--- ASSIGNMENT ---
Using the listing below, show all lines that hold the word "degree".

--- DATASET EXCERPTS ---
*** Block opens ***

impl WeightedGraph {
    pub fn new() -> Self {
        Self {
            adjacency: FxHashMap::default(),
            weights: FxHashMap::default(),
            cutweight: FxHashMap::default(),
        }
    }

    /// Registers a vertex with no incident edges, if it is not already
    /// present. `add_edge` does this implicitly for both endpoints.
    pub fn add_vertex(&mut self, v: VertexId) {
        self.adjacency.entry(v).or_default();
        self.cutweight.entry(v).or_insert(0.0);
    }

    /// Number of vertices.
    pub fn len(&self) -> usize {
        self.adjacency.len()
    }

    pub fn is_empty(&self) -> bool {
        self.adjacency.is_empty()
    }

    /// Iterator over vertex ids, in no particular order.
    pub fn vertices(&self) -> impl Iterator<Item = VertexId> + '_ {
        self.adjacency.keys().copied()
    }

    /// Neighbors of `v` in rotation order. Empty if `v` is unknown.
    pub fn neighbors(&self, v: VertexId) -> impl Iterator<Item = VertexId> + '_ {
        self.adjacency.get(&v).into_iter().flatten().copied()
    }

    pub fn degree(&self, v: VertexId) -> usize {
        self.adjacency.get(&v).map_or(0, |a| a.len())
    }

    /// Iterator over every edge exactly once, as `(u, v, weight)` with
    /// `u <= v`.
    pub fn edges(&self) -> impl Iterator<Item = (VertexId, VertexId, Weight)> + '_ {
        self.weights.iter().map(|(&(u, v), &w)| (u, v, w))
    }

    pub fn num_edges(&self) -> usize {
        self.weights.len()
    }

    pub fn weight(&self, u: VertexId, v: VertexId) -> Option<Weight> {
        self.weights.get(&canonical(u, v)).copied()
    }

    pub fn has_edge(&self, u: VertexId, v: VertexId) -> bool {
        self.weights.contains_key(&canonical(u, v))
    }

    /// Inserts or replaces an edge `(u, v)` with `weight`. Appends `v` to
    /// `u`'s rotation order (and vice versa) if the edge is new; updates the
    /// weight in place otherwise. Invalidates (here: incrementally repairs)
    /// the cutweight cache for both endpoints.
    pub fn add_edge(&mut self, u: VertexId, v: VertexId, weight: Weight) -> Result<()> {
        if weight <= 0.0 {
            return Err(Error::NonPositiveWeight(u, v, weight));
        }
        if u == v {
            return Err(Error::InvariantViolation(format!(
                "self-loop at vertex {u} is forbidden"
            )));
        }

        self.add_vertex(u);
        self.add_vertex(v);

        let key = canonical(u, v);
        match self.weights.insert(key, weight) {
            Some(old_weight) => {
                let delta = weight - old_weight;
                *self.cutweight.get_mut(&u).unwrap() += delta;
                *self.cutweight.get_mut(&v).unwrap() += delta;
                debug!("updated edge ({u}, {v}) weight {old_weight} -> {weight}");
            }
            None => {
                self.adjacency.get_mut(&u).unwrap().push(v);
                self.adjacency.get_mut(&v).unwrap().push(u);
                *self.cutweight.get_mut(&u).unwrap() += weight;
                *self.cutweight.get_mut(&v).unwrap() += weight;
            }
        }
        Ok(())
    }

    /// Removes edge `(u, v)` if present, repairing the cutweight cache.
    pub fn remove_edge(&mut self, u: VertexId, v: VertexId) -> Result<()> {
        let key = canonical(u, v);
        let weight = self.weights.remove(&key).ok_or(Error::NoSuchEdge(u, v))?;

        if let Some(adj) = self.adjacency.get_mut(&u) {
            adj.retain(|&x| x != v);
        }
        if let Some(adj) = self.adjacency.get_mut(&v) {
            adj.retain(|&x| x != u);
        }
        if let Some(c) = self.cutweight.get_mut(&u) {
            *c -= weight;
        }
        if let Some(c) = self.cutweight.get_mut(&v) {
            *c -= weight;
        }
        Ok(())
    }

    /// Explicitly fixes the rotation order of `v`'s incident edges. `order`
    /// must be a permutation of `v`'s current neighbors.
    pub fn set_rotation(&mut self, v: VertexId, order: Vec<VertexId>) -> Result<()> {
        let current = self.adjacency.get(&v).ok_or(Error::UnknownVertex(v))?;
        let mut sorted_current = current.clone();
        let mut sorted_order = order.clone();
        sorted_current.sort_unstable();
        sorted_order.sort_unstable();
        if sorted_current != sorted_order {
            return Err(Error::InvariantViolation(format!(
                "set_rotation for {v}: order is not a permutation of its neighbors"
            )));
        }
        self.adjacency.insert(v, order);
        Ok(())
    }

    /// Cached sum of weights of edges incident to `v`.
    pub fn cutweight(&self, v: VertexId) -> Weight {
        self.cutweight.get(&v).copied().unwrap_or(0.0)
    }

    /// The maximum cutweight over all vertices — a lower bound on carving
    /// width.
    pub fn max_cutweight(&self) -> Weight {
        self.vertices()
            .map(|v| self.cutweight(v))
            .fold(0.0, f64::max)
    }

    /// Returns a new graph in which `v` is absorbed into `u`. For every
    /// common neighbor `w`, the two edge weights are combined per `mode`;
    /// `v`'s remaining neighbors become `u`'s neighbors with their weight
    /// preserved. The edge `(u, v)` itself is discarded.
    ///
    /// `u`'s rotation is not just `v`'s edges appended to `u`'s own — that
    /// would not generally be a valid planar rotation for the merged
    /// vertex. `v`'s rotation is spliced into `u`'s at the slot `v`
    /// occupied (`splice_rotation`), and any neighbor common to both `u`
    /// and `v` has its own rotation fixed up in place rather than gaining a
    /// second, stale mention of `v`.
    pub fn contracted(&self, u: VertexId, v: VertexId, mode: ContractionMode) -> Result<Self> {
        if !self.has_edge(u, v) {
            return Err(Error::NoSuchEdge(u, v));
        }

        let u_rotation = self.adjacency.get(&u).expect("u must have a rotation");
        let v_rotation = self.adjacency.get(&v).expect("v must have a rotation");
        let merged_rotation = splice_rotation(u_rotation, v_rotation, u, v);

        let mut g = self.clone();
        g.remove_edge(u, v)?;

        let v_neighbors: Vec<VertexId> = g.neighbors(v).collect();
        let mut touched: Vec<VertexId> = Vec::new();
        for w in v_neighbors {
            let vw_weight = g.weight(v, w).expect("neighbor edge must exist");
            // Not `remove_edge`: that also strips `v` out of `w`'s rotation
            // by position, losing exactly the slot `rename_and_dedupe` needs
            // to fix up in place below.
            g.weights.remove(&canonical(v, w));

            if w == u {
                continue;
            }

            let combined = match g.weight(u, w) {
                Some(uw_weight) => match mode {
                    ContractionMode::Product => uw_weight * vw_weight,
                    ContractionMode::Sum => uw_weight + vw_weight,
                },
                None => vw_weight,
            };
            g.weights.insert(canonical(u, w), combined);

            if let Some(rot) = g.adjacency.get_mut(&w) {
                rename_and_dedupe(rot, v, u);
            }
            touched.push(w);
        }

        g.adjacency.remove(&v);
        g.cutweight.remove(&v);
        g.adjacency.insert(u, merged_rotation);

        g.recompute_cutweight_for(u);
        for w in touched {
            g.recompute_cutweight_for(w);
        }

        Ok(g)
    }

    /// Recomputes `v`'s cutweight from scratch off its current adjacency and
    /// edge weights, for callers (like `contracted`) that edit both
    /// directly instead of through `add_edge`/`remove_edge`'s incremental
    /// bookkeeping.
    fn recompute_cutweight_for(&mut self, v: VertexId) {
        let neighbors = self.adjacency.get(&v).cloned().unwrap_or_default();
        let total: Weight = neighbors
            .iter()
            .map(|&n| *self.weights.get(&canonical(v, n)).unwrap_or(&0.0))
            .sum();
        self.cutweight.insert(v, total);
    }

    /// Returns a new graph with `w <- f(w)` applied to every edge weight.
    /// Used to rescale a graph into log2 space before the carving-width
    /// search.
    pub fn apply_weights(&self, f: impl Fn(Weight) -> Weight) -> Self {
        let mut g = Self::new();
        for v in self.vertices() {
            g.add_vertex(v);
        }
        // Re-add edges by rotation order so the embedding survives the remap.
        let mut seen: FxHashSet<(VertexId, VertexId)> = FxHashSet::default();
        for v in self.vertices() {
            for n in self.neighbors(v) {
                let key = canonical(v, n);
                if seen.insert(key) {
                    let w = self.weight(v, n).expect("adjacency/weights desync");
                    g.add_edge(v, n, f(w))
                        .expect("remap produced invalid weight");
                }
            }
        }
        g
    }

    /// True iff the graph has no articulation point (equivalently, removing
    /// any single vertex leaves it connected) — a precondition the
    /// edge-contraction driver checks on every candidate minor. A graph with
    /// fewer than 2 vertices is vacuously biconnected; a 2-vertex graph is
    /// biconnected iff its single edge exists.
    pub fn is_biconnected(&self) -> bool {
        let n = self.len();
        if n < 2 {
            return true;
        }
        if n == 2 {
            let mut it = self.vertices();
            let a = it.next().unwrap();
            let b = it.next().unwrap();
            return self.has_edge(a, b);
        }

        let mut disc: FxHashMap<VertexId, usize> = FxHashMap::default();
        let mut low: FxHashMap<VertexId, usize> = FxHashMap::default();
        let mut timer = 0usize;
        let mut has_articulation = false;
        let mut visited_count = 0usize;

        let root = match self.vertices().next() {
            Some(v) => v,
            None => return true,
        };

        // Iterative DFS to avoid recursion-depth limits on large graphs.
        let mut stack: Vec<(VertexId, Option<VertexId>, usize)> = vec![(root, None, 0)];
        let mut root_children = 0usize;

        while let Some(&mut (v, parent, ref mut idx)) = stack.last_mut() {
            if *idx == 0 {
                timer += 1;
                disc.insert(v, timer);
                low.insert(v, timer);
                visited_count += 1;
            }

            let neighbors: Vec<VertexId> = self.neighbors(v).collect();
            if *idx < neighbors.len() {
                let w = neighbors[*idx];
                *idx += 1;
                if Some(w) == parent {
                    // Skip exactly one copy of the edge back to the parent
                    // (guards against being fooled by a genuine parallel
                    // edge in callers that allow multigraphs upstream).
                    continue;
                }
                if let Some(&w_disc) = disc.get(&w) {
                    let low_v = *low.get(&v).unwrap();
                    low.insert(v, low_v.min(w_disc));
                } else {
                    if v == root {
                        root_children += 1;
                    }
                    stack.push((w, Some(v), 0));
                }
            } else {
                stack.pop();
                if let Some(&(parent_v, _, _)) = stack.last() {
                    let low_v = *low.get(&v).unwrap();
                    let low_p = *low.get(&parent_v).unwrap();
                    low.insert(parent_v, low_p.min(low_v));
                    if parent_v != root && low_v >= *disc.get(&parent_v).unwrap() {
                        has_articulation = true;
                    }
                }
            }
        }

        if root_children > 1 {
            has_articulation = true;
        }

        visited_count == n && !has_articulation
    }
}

*** Block closes ***
*** Block opens ***

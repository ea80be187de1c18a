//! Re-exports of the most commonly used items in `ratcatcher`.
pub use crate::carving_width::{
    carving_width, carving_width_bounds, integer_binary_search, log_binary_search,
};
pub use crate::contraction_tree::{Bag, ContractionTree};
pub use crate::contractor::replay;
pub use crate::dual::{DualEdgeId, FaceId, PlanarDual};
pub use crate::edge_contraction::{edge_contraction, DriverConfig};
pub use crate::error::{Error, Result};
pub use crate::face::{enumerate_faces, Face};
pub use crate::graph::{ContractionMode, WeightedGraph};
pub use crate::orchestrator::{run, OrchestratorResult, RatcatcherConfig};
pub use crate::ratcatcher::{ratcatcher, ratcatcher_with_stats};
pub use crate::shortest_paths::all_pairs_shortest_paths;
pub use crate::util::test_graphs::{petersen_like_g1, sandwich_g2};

*** Block closes ***
*** Block opens ***

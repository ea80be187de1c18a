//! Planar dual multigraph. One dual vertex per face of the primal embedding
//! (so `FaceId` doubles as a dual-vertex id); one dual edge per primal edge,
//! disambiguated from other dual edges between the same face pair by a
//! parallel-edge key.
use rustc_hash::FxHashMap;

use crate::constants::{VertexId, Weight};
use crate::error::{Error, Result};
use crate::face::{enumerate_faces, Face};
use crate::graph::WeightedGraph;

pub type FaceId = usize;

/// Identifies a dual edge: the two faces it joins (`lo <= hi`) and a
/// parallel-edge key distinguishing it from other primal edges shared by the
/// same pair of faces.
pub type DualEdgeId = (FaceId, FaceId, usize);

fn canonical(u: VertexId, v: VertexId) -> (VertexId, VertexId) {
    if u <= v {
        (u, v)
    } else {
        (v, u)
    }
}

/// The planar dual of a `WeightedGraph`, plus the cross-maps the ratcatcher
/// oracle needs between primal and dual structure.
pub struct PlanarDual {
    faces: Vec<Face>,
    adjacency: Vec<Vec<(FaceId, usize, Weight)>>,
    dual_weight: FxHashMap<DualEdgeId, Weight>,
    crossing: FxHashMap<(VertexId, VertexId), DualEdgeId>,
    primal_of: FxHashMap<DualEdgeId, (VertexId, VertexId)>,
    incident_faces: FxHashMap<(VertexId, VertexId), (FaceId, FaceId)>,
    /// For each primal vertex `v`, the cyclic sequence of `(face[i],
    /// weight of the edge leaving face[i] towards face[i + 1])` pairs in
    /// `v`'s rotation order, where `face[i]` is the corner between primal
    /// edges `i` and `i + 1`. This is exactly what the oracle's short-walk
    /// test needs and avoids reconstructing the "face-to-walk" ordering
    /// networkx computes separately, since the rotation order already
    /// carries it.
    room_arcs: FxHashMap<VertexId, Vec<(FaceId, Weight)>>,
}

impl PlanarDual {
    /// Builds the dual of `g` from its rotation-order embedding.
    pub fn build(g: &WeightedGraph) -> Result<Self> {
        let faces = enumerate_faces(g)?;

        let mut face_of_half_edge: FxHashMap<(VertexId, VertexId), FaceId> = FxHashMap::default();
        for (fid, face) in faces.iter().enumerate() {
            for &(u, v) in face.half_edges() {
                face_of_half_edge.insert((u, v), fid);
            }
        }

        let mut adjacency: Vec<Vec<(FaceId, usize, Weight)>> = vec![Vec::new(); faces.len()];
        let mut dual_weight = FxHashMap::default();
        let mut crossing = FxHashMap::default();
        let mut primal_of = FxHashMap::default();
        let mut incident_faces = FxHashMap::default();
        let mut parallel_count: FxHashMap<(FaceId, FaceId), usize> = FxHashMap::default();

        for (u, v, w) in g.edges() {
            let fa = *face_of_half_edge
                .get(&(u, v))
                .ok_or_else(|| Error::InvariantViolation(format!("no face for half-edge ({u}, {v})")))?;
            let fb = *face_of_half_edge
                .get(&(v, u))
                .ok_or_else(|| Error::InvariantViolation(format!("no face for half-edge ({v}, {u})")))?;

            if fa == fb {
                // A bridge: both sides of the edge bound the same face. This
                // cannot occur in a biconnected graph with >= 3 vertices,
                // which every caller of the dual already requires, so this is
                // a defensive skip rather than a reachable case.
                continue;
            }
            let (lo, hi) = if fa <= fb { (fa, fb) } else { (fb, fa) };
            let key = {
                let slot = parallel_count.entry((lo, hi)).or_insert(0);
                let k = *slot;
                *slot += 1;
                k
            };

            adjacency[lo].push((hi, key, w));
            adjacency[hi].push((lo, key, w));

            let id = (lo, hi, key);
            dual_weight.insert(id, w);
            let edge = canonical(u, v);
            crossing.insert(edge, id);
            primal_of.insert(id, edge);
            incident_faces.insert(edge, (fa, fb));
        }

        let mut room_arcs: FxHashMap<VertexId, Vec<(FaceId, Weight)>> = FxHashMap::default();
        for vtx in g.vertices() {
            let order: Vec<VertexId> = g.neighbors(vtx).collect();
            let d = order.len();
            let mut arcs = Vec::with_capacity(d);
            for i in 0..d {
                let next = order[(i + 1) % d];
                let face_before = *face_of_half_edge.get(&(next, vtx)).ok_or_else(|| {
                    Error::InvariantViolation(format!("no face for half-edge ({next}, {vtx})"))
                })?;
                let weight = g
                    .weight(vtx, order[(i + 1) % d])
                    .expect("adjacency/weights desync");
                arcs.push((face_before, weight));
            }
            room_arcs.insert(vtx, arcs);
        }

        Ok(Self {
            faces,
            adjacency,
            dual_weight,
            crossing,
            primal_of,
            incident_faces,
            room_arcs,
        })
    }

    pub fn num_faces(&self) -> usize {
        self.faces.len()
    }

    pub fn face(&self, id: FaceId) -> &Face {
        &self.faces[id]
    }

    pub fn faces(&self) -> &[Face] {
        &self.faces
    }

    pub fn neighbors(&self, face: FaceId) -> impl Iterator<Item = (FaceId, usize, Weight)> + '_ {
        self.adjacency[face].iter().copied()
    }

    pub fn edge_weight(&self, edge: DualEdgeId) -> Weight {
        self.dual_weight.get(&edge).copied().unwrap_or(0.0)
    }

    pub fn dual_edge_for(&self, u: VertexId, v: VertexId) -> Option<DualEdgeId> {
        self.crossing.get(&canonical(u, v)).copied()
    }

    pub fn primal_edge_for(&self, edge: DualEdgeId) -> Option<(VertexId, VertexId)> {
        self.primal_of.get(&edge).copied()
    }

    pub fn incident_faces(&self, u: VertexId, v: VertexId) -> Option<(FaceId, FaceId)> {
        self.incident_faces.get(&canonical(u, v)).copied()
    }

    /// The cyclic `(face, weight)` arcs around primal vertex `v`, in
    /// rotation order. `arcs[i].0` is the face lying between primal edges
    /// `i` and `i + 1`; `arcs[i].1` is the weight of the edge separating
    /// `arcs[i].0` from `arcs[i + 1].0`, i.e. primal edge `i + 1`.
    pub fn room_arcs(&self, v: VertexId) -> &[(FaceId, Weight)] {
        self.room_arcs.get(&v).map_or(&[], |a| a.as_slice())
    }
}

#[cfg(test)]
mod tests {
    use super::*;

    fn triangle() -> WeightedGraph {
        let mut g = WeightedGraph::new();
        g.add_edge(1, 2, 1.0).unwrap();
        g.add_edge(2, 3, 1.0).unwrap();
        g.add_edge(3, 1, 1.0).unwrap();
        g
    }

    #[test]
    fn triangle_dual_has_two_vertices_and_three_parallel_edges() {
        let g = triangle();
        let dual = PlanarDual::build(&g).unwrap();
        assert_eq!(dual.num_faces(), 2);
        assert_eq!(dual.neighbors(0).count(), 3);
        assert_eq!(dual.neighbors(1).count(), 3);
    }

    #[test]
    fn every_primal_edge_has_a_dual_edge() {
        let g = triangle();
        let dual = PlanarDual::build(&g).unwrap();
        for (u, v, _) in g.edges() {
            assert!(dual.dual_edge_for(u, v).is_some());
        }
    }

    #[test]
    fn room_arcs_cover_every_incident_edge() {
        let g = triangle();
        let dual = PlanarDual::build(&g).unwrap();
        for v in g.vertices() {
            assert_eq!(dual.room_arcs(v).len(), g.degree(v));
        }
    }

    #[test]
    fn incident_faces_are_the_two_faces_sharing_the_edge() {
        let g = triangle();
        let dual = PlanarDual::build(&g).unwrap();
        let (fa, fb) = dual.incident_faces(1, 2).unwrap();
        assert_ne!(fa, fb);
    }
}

*** Block closes ***

--- SOLUTION ---
    pub fn degree(&self, v: VertexId) -> usize {
            assert_eq!(dual.room_arcs(v).len(), g.degree(v));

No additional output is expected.